Zenit – Monseigneur Pascal Ide, est ce que vous pouvez nous dire en quelques mots comment pourrait se résumer la pensée de Benoît XVI ?
Mgr Pascal Ide – C’est un peu audacieux comme question. Il m’est apparu en lisant attentivement tous ses discours, pas seulement l’encyclique ou l’exhortation après le synode sur l’eucharistie, qu’au moins un des centres de la pensée de Benoît XVI, c’est l’amour. Autrement dit, la grande parole, la grande révélation de la première lettre de Jean, « Dieu est amour ». Il est vrai qu’on peut décrire l’amour comme on aime bien le faire aujourd’hui comme sentiment, ou même comme le faisait Jean Paul II, comme communion de personnes. Mais il me semble que notre pape voit l’amour d’abord comme un don de soi, comme la capacité qu’a la personne de se livrer à l’autre. Je pense notamment à une très belle homélie que Benoît XVI a faite lorsqu’il est allé à Pavie ; il a repris un de ses auteurs préféré, saint Augustin, et il a montré que ce grand docteur de l’Eglise avait connu trois conversions. Dans la deuxième, le pape raconte que lorsque saint Augustin est revenu en Afrique et s’est retrouvé entouré par ses amis, il a fondé une espèce de petite communauté d’étude et de prière. Et quelques temps après on le retrouve en larmes, car la foule avait demandé qu’il devienne prêtre, et on sait bien que plus tard il deviendra même évêque. Or, en consentant à devenir prêtre puis évêque, il a dû renoncer à toute sa vie d’étude et de prière, mais aussi, ainsi que le commente Benoît XVI, en se donnant et en renonçant à ce qui lui plaisait, il a finalement acquis une fécondité bien plus grande que ce qu’il attendait. Les observateurs ne s’y sont pas trompés, qui ont commenté : à travers l’exemple d’Augustin, qu’il chérit tant, le pape relisait son propre chemin, le professeur devenu archevêque de Freising-Munich et finalement pape. Il a renoncé à ce qu’il aimait, à savoir les études et l’enseignement, pour un rayonnement plus grand. Là se dit finalement l’essence de l’amour, qui est don de soi en vue d’une plus grande fécondité. Non pas don de soi qui serait négation de soi et engendrerait une tristesse, mais don de soi qui est accomplissement de soi et porte une plus grande joie.
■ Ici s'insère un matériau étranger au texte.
//! One-time chunk activation.
//!
//! Activation samples the chunk's placements, allocates an instance
//! batch sized for the full request, writes the accepted slots, and
//! flips the chunk to `Activated`. A sampling failure leaves the chunk
//! `Unpopulated`, so it stays eligible for retry on a later pass.

use log::debug;
use rand::Rng;

use crate::density::DensityField;
use crate::error::ScatterError;
use crate::grid::{Chunk, ChunkState};
use crate::math::WorldBounds;
use crate::render::{MaterialHandle, RenderSink};
use crate::scatter::ScatterSampler;

/// Populates chunks on their first appearance in a proximity set.
#[derive(Clone, Debug)]
pub struct ChunkActivator {
    /// Batch capacity and requested placement count per chunk.
    pub instance_count: usize,
    pub material: MaterialHandle,
}

impl ChunkActivator {
    pub fn new(instance_count: usize, material: MaterialHandle) -> Self {
        ChunkActivator {
            instance_count,
            material,
        }
    }

    /// Activate `chunk` if it is not activated yet.
    ///
    /// Returns `Ok(true)` when the chunk was populated by this call,
    /// `Ok(false)` when it already was. Instance indices in the batch
    /// match placement slot indices; rejected slots keep the batch's
    /// allocation defaults rather than being compacted away.
    pub fn activate<R: Rng>(
        &self,
        chunk: &mut Chunk,
        sampler: &ScatterSampler,
        field: &dyn DensityField,
        bounds: &WorldBounds,
        sink: &mut dyn RenderSink,
        rng: &mut R,
    ) -> Result<bool, ScatterError> {
        if chunk.is_activated() {
            return Ok(false);
        }

        // Sample first: a failing chunk must not leave an orphaned
        // batch behind.
        let placements = sampler.sample(
            chunk.world_origin,
            self.instance_count,
            field,
            bounds,
            rng,
        )?;

        let name = format!("grass_chunk_{}_{}", chunk.coord.x, chunk.coord.z);
        let handle = sink.create_instance_batch(
            &name,
            [chunk.world_origin.x, 0.0, chunk.world_origin.z],
            &self.material,
            self.instance_count,
        );

        let mut accepted = 0usize;
        for (index, slot) in placements.iter().enumerate() {
            if let Some(placement) = slot {
                sink.set_instance(
                    handle,
                    index,
                    placement.instance_transform(chunk.world_origin),
                    placement.color,
                );
                accepted += 1;
            }
        }

        sink.attach_to_scene(handle);
        chunk.state = ChunkState::Activated {
            batch: handle,
            placements,
        };
        debug!(
            "activated {} with {}/{} placements",
            name, accepted, self.instance_count
        );
        Ok(true)
    }
}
Zenit – Par rapport à Jean Paul II, est ce qu’on peut dire qu’il y a un changement de théologie du pape ?
Mgr Pascal Ide – Non, il y a plutôt une continuité, comme toujours. Le cardinal Ratzinger était un familier de Jean Paul II qu’il rencontrait quasiment tous les dimanches soir et qu’il connaissait bien. La nouveauté réside plutôt dans la diversité de leur formation : Jean Paul II était un philosophe, Benoît XVI est un théologien. Jean Paul II était centré sur les questions d’éthique et de famille, le pape actuel est beaucoup plus intéressé par les questions de théologie fondamentale, et au fond par le cœur même de la théologie. C’est pour ça qu’il a braqué son intérêt sur l’amour comme le cœur de la théologie, et finalement le mystère du Christ qui lui-même révèle le mystère de la Trinité. Mais rappelons-nous que le précédent pape avait consacré sa deuxième encyclique au Père riche en miséricorde.
Zenit – Est-ce qu’il y aurait un slogan pour exprimer cette théologie basée sur l’amour ?
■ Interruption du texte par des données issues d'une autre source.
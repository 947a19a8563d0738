//! Error types for the scatter subsystem.
//!
//! Setup-time configuration problems are terminal for the subsystem
//! only; per-chunk sampling failures are caught at the activation
//! boundary and leave the chunk eligible for retry.

use std::error::Error;
use std::fmt;

/// All failures the scatter core can produce.
#[derive(Clone, Debug, PartialEq)]
pub enum ScatterError {
    /// Invalid setup value or missing required collaborator. The host
    /// should log this, drop the subsystem, and keep running.
    Configuration(String),
    /// The sampler was invoked without a density field wired in.
    MissingDensityField,
    /// Level bounds with a zero (or non-finite) horizontal extent;
    /// normalizing sample positions would divide by zero.
    DegenerateLevelBounds { width: f32, depth: f32 },
    /// A sample position mapped to a pixel outside the density field.
    /// Only produced by the strict sampling entry point; the default
    /// path clamps instead.
    OutOfRangeSample {
        px: i64,
        py: i64,
        width: u32,
        height: u32,
    },
}

impl fmt::Display for ScatterError {
    fn fmt(&self, f: &mut fmt::Formatter<'_>) -> fmt::Result {
        match self {
            ScatterError::Configuration(msg) => write!(f, "configuration error: {}", msg),
            ScatterError::MissingDensityField => write!(f, "no density field available"),
            ScatterError::DegenerateLevelBounds { width, depth } => write!(
                f,
                "level bounds have a degenerate horizontal extent ({} x {})",
                width, depth
            ),
            ScatterError::OutOfRangeSample {
                px,
                py,
                width,
                height,
            } => write!(
                f,
                "density sample ({}, {}) outside field resolution {}x{}",
                px, py, width, height
            ),
        }
    }
}

impl Error for ScatterError {}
Mgr Pascal Ide – Oui, ce serait le commentaire que Benoît XVI a donné de la célèbre phrase de Jean Paul II « N’ayez pas peur ». Mais pourquoi ne pas avoir peur ? Pour une raison très simple, car « le Christ donne tout et ne retire rien », et en ce sens là, la parole « Le Christ donne tout », que le pape actuel a répétée assez souvent, notamment quand il était en Allemagne, dit bien son intuition centrale : alors que l’homme moderne a peur que Dieu entre dans sa vie en lui ôtant sa liberté, Benoît XVI affirme : le Christ est celui qui béni l’homme sans l’amputer, mais en l’enrichissant.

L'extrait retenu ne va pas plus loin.